If you use a single imputation you will have a complete dataset but the sampling errors will be underestimated because you will not have included the imputation variance. You also subject yourself to a reviewer asking if you possibly "selected" the one out of 5 imputation datasets that best fits your analysis. NCHS recommends using all 5 imputations. If you try to analyze only the cases with measured DXA data, then you have a classic missing data problem - the weights as provided are not appropriate as they are not adjusted for DXA non-response and DXA non-response is clearly NOT missing at random. Because the missingness is directly related to the outcome, you should expect the cases with complete data to differ from the cases with imputed values. For example, the percentage with a BMI greater than 30 will be higher for imputed cases than for complete cases. If this wasn't the case, NCHS probably would have simply re-weighted the data for non-response rather than go through the imputation process. NCHS does not recommend analysis based on only complete cases with original sampling weights.
Question 2: Should we expect any major changes as we move from unweighted to weighted data analysis?
No more so than usual. Sample weights vary by age, sex, race/ethnicity as well as those variables included in the non-response weighting adjustment. So, for example, if your outcome variable differs by race/ethnicity then you could expect differences in the weighted and unweighted measures. For multiple imputation datasets, the sample weights do not change from imputation to imputation.
Question 3: Are there statistical outliers that will be resolved through weighting?
Outliers are not "resolved" through weighting unless the weighting specifications call for trimming adjustments based on values of the outcome variable. As NHANES is a multi- purpose survey, a trimming adjustment for one variable may not be appropriate for other variables. As with any NHANES dataset, there will be influential data values and influential sample weights. You can run a cross-tab, or generate a scatter diagram to identify any observations that have BOTH a large weight and a large value. If you, as the analyst, feel that such observations are overly influential, you can delete, trim, or otherwise adjust. In the imputation model, influential observations were examined carefully, but none were removed from the model fitting exercise. The imputed values also were examined; some of the outer percentile points in the dataset are imputed values because either the average imputed value was large as predicted by the model or both the average value and the imputation variance were large. In a statistical sense, because you are dealing with 5 imputations, large imputed values were left in the dataset because they accurately reflect the imputation variance. Early in the modeling it was noted that some transformations were generating values that seemed to be too large (or too small); so transformations were avoided that seemed to elongate the tails of the distribution of imputed values.
Question 4: Does the data set contain ONLY imputed data? That is, if a sample person had a measured value, was that measured value replaced by an imputed value or does the data set contain some measured values and some imputed values?
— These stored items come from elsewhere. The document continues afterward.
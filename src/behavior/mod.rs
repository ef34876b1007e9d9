//! Behavior framework: per-entity components driven by the frame loop
//!
//! A [`Behavior`] is attached to exactly one scene entity and receives
//! lifecycle hooks from the [`BehaviorRuntime`]: attach once, a frame hook
//! every tick, and detach when removed. Behaviors never hold references to
//! each other; they coordinate through [`Signal`]s on entities.

pub mod context;
pub mod listeners;
pub mod recorder;
pub mod runtime;
pub mod signal;
pub mod timer;

use std::any::Any;

use winit::keyboard::KeyCode;

pub use context::BehaviorContext;
pub use listeners::{KeyListeners, ListenerId};
pub use recorder::SignalRecorder;
pub use runtime::BehaviorRuntime;
pub use signal::Signal;
pub use timer::{TimerId, TimerQueue};

/// Identifies one attached behavior instance.
#[derive(Clone, Copy, Debug, PartialEq, Eq, Hash, PartialOrd, Ord)]
pub struct SlotId(pub u64);

/// A component that can be ticked by the frame loop.
///
/// Every hook has a no-op default except [`Behavior::name`] and the `Any`
/// accessors used to reach a concrete behavior through the runtime.
pub trait Behavior: Any {
    /// Human-readable name for logging
    fn name(&self) -> &'static str;

    /// Called once, right after the behavior is attached to its entity
    fn on_attach(&mut self, _ctx: &mut BehaviorContext<'_>) {}

    /// Called every frame with the frame delta in seconds
    fn on_frame(&mut self, _ctx: &mut BehaviorContext<'_>, _dt: f32) {}

    /// Called once when the behavior is detached or its entity removed
    fn on_detach(&mut self, _ctx: &mut BehaviorContext<'_>) {}

    /// Called for every signal emitted on the behavior's entity
    fn on_signal(&mut self, _ctx: &mut BehaviorContext<'_>, _signal: &Signal) {}

    /// Called for every key-down while a key listener is registered
    fn on_key(&mut self, _ctx: &mut BehaviorContext<'_>, _key: KeyCode) {}

    /// Called when a timer scheduled through the context fires
    fn on_timer(&mut self, _ctx: &mut BehaviorContext<'_>, _timer: TimerId) {}

    fn as_any(&self) -> &dyn Any;

    fn as_any_mut(&mut self) -> &mut dyn Any;
}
DXA data items/variables were imputed ONLY for participants whose observations on the DXA variable were invalid or missing. If a participant's DXA data are complete, then no imputations were done on the DXA data. Any individual DXA value and any summary statistics on the DXA dataset for those with measured data only should not change among the 5 datasets. For these participants each of the 5 data records will be identical. You should be able to verify this with a few line listings of the DXA records for sample persons with the same SEQN across the 5 datasets. That is, sort the 5 data files by SEQN, merge the datasets by SEQN, take the first 100 or so records (or a middle 100 or the last 100, and print the line listing for all or some of the DXA variables. For participants with multiply imputed data, each of the 5 datasets will contain a different set of imputed values.
In doing your analysis, you will have to merge the DXA data with other NHANES datasets to get the demographic variables, sample design information, and covariates. For some data files, there may be some missing covariates. Make sure your sort.merge steps are merge all cases/sample persons (you don't want case-wise deletion based on missing covariates).
Question 5. How do I compute standard deviations for DXA measures using the multiply imputed data to determine the prevalence of a disease? We would like to use the mean and standard deviations of various measures to create gender and gender/race specific cut points that will be used to define this disease.
Take each of the five complete (i.e. measured and imputed values) datasets separately; calculate five standard deviations, one for each dataset, then take the average of the five.